• **PROBLEM**: Your answer should consist of each line from the data below that contains "PropertyId".

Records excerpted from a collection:
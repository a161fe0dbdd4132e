//! Typed property slots on schemas.

use std::fmt;

use dossier_types::TypeRef;
use serde::{Deserialize, Serialize};

use crate::schema::SchemaId;

/// Index of a property in the model's property arena.
#[derive(Debug, Clone, Copy, PartialEq, Eq, Hash, PartialOrd, Ord, Serialize, Deserialize)]
pub struct PropertyId(pub(crate) u32);

impl PropertyId {
    pub fn index(self) -> usize {
        self.0 as usize
    }
}

/// A named, typed slot on a schema. Immutable once the model is built.
#[derive(Debug, Clone)]
pub struct Property {
    pub(crate) id: PropertyId,
    pub(crate) schema: SchemaId,
    pub(crate) schema_name: String,
    pub(crate) name: String,
    pub(crate) qname: String,
    pub(crate) label: String,
    pub(crate) description: Option<String>,
    pub(crate) type_: TypeRef,
    pub(crate) matchable: bool,
    pub(crate) hidden: bool,
    pub(crate) stub: bool,
    pub(crate) deprecated: bool,
    pub(crate) range: Option<SchemaId>,
    pub(crate) range_name: Option<String>,
    pub(crate) reverse: Option<PropertyId>,
    pub(crate) format: Option<String>,
    pub(crate) max_length: usize,
}

impl Property {
    pub fn id(&self) -> PropertyId {
        self.id
    }

    /// Schema that declares this property (for stubs: the range schema of
    /// the forward property).
    pub fn schema(&self) -> SchemaId {
        self.schema
    }

    pub fn schema_name(&self) -> &str {
        &self.schema_name
    }

    pub fn name(&self) -> &str {
        &self.name
    }

    /// `Schema:name`, unique across the model.
    pub fn qname(&self) -> &str {
        &self.qname
    }

    pub fn label(&self) -> &str {
        &self.label
    }

    pub fn description(&self) -> Option<&str> {
        self.description.as_deref()
    }

    pub fn type_(&self) -> TypeRef {
        self.type_
    }

    pub fn matchable(&self) -> bool {
        self.matchable
    }

    pub fn hidden(&self) -> bool {
        self.hidden
    }

    /// Stubs are reverse views of an entity link; they are written through
    /// their forward property only.
    pub fn stub(&self) -> bool {
        self.stub
    }

    pub fn deprecated(&self) -> bool {
        self.deprecated
    }

    pub fn range(&self) -> Option<SchemaId> {
        self.range
    }

    pub fn range_name(&self) -> Option<&str> {
        self.range_name.as_deref()
    }

    pub fn reverse(&self) -> Option<PropertyId> {
        self.reverse
    }

    pub fn format(&self) -> Option<&str> {
        self.format.as_deref()
    }

    pub fn max_length(&self) -> usize {
        self.max_length
    }

    pub fn is_entity(&self) -> bool {
        self.type_.name() == "entity"
    }

    /// Validate one raw value against the property's type and format.
    pub fn validate(&self, raw: &str) -> bool {
        let ctx = dossier_types::CleanContext::default().format(self.format());
        self.type_.clean(raw, &ctx).is_some()
    }

    pub fn to_descriptor(&self) -> PropertyDescriptor {
        PropertyDescriptor {
            label: self.label.clone(),
            qname: self.qname.clone(),
            type_name: self.type_.name().to_string(),
            description: self.description.clone(),
            matchable: self.matchable,
            hidden: self.hidden,
            stub: self.stub,
            range: self.range_name.clone(),
            format: self.format.clone(),
            max_length: self.max_length,
        }
    }
}

impl PartialEq for Property {
    fn eq(&self, other: &Self) -> bool {
        self.id == other.id
    }
}

impl Eq for Property {}

impl fmt::Display for Property {
    fn fmt(&self, f: &mut fmt::Formatter<'_>) -> fmt::Result {
        f.write_str(&self.qname)
    }
}

/// Serializable view of a property.
#[derive(Debug, Clone, PartialEq, Serialize, Deserialize)]
pub struct PropertyDescriptor {
    pub label: String,
    pub qname: String,
    #[serde(rename = "type")]
    pub type_name: String,
    #[serde(default, skip_serializing_if = "Option::is_none")]
    pub description: Option<String>,
    pub matchable: bool,
    pub hidden: bool,
    pub stub: bool,
    #[serde(default, skip_serializing_if = "Option::is_none")]
    pub range: Option<String>,
    #[serde(default, skip_serializing_if = "Option::is_none")]
    pub format: Option<String>,
    pub max_length: usize,
}

/// A reference to a property, either by (qualified) name or by arena id.
///
/// Resolved once against a schema at the API boundary; see
/// [`crate::Model::resolve`].
#[derive(Debug, Clone, PartialEq, Eq, Hash)]
pub enum PropertyRef {
    Name(String),
    Resolved(PropertyId),
}

impl From<&str> for PropertyRef {
    fn from(value: &str) -> Self {
        PropertyRef::Name(value.to_string())
    }
}

impl From<String> for PropertyRef {
    fn from(value: String) -> Self {
        PropertyRef::Name(value)
    }
}

impl From<&String> for PropertyRef {
    fn from(value: &String) -> Self {
        PropertyRef::Name(value.clone())
    }
}

impl From<PropertyId> for PropertyRef {
    fn from(value: PropertyId) -> Self {
        PropertyRef::Resolved(value)
    }
}

impl From<&Property> for PropertyRef {
    fn from(value: &Property) -> Self {
        PropertyRef::Resolved(value.id)
    }
}

impl fmt::Display for PropertyRef {
    fn fmt(&self, f: &mut fmt::Formatter<'_>) -> fmt::Result {
        match self {
            PropertyRef::Name(name) => f.write_str(name),
            PropertyRef::Resolved(id) => write!(f, "#{}", id.0),
        }
    }
}
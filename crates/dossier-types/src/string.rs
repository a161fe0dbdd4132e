//! Free-form text: short labels (`string`), long bodies (`text`) and markup
//! (`html`). None of these are matchable or reified as graph nodes except
//! plain strings.

use crate::{CleanContext, PropertyType, BULK_MAX_SIZE};

pub static STRING: StringType = StringType;
pub static TEXT: TextType = TextType;
pub static HTML: HtmlType = HtmlType;

#[derive(Debug, Clone, Copy)]
pub struct StringType;

impl PropertyType for StringType {
    fn name(&self) -> &'static str {
        "string"
    }

    fn label(&self) -> &'static str {
        "Label"
    }

    fn plural(&self) -> &'static str {
        "Labels"
    }

    fn max_length(&self) -> usize {
        1024
    }
}

#[derive(Debug, Clone, Copy)]
pub struct TextType;

impl PropertyType for TextType {
    fn name(&self) -> &'static str {
        "text"
    }

    fn label(&self) -> &'static str {
        "Text"
    }

    fn plural(&self) -> &'static str {
        "Texts"
    }

    fn max_length(&self) -> usize {
        usize::MAX
    }

    fn max_size(&self) -> usize {
        BULK_MAX_SIZE
    }

    fn node_id(&self, _value: &str) -> Option<String> {
        None
    }
}

#[derive(Debug, Clone, Copy)]
pub struct HtmlType;

impl PropertyType for HtmlType {
    fn name(&self) -> &'static str {
        "html"
    }

    fn label(&self) -> &'static str {
        "HTML"
    }

    fn plural(&self) -> &'static str {
        "HTMLs"
    }

    fn max_length(&self) -> usize {
        usize::MAX
    }

    fn max_size(&self) -> usize {
        BULK_MAX_SIZE
    }

    fn clean_text(&self, text: &str, _ctx: &CleanContext<'_>) -> Option<String> {
        Some(text.to_string())
    }

    fn node_id(&self, _value: &str) -> Option<String> {
        None
    }
}
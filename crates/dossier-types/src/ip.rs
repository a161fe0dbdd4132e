//! IPv4 and IPv6 addresses.

use std::net::IpAddr;

use crate::{CleanContext, PropertyType};

pub static IP: IpType = IpType;

#[derive(Debug, Clone, Copy)]
pub struct IpType;

impl PropertyType for IpType {
    fn name(&self) -> &'static str {
        "ip"
    }

    fn label(&self) -> &'static str {
        "IP-Address"
    }

    fn plural(&self) -> &'static str {
        "IP-Addresses"
    }

    fn group(&self) -> Option<&'static str> {
        Some("ips")
    }

    fn matchable(&self) -> bool {
        true
    }

    fn pivot(&self) -> bool {
        true
    }

    fn max_length(&self) -> usize {
        64
    }

    fn clean_text(&self, text: &str, _ctx: &CleanContext<'_>) -> Option<String> {
        text.trim().parse::<IpAddr>().ok().map(|ip| ip.to_string())
    }

    fn specificity(&self, _value: &str) -> f64 {
        0.1
    }
}

#[cfg(test)]
mod tests {
    use super::*;

    #[test]
    fn clean_normalizes_v6() {
        let ctx = CleanContext::default();
        assert_eq!(IP.clean("192.168.0.1", &ctx).as_deref(), Some("192.168.0.1"));
        assert_eq!(IP.clean("2001:0db8:0000::0001", &ctx).as_deref(), Some("2001:db8::1"));
        assert_eq!(IP.clean("300.1.1.1", &ctx), None);
    }
}
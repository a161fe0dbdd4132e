//! Content digests (hex-encoded hashes of documents).

use crate::{CleanContext, PropertyType};

pub static CHECKSUM: ChecksumType = ChecksumType;

#[derive(Debug, Clone, Copy)]
pub struct ChecksumType;

impl PropertyType for ChecksumType {
    fn name(&self) -> &'static str {
        "checksum"
    }

    fn label(&self) -> &'static str {
        "Checksum"
    }

    fn plural(&self) -> &'static str {
        "Checksums"
    }

    fn group(&self) -> Option<&'static str> {
        Some("checksums")
    }

    fn matchable(&self) -> bool {
        true
    }

    fn pivot(&self) -> bool {
        true
    }

    fn max_length(&self) -> usize {
        128
    }

    fn clean_text(&self, text: &str, _ctx: &CleanContext<'_>) -> Option<String> {
        let digest = text.trim().to_lowercase();
        let valid = (32..=128).contains(&digest.len())
            && digest.chars().all(|c| c.is_ascii_hexdigit());
        valid.then_some(digest)
    }

    fn specificity(&self, _value: &str) -> f64 {
        1.0
    }

    fn node_id(&self, value: &str) -> Option<String> {
        Some(format!("hash:{value}"))
    }
}

#[cfg(test)]
mod tests {
    use super::*;

    #[test]
    fn clean_accepts_hex_digests() {
        let ctx = CleanContext::default();
        let sha1 = "DA39A3EE5E6B4B0D3255BFEF95601890AFD80709";
        assert_eq!(CHECKSUM.clean(sha1, &ctx), Some(sha1.to_lowercase()));
        assert_eq!(CHECKSUM.clean("xyz", &ctx), None);
    }
}
//! URLs, normalized by the `url` crate.

use url::Url;

use crate::text::dampen;
use crate::{CleanContext, PropertyType};

pub static URL: UrlType = UrlType;

const SCHEMES: &[&str] = &["http", "https", "ftp", "mailto"];

fn parse_url(text: &str) -> Option<Url> {
    let parsed = Url::parse(text).ok()?;
    if !SCHEMES.contains(&parsed.scheme()) {
        return None;
    }
    if parsed.scheme() != "mailto" && parsed.host_str().map_or(true, str::is_empty) {
        return None;
    }
    Some(parsed)
}

#[derive(Debug, Clone, Copy)]
pub struct UrlType;

impl PropertyType for UrlType {
    fn name(&self) -> &'static str {
        "url"
    }

    fn label(&self) -> &'static str {
        "URL"
    }

    fn plural(&self) -> &'static str {
        "URLs"
    }

    fn group(&self) -> Option<&'static str> {
        Some("urls")
    }

    fn matchable(&self) -> bool {
        true
    }

    fn pivot(&self) -> bool {
        true
    }

    fn max_length(&self) -> usize {
        4096
    }

    fn clean_text(&self, text: &str, _ctx: &CleanContext<'_>) -> Option<String> {
        let text = text.trim();
        if text.contains(char::is_whitespace) {
            return None;
        }
        let parsed = parse_url(text).or_else(|| {
            if !text.contains("://") && text.contains('.') {
                parse_url(&format!("http://{text}"))
            } else {
                None
            }
        })?;
        Some(parsed.to_string())
    }

    fn specificity(&self, value: &str) -> f64 {
        dampen(10, 120, value)
    }

    fn node_id(&self, value: &str) -> Option<String> {
        Some(format!("url:{value}"))
    }
}

#[cfg(test)]
mod tests {
    use super::*;

    fn clean(raw: &str) -> Option<String> {
        URL.clean(raw, &CleanContext::default())
    }

    #[test]
    fn clean_normalizes_and_adds_scheme() {
        assert_eq!(clean("https://Example.com").as_deref(), Some("https://example.com/"));
        assert_eq!(clean("example.com/about").as_deref(), Some("http://example.com/about"));
    }

    #[test]
    fn clean_rejects_other_schemes() {
        assert_eq!(clean("javascript:alert(1)"), None);
        assert_eq!(clean("file:///etc/passwd"), None);
        assert_eq!(clean("not a url"), None);
    }
}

• **SOLUTION FOR THIS PROBLEM**:
pub struct PropertyId(pub(crate) u32);
impl PropertyId {
    pub(crate) id: PropertyId,
    pub(crate) reverse: Option<PropertyId>,
    pub fn id(&self) -> PropertyId {
    pub fn reverse(&self) -> Option<PropertyId> {
    Resolved(PropertyId),
impl From<PropertyId> for PropertyRef {
    fn from(value: PropertyId) -> Self {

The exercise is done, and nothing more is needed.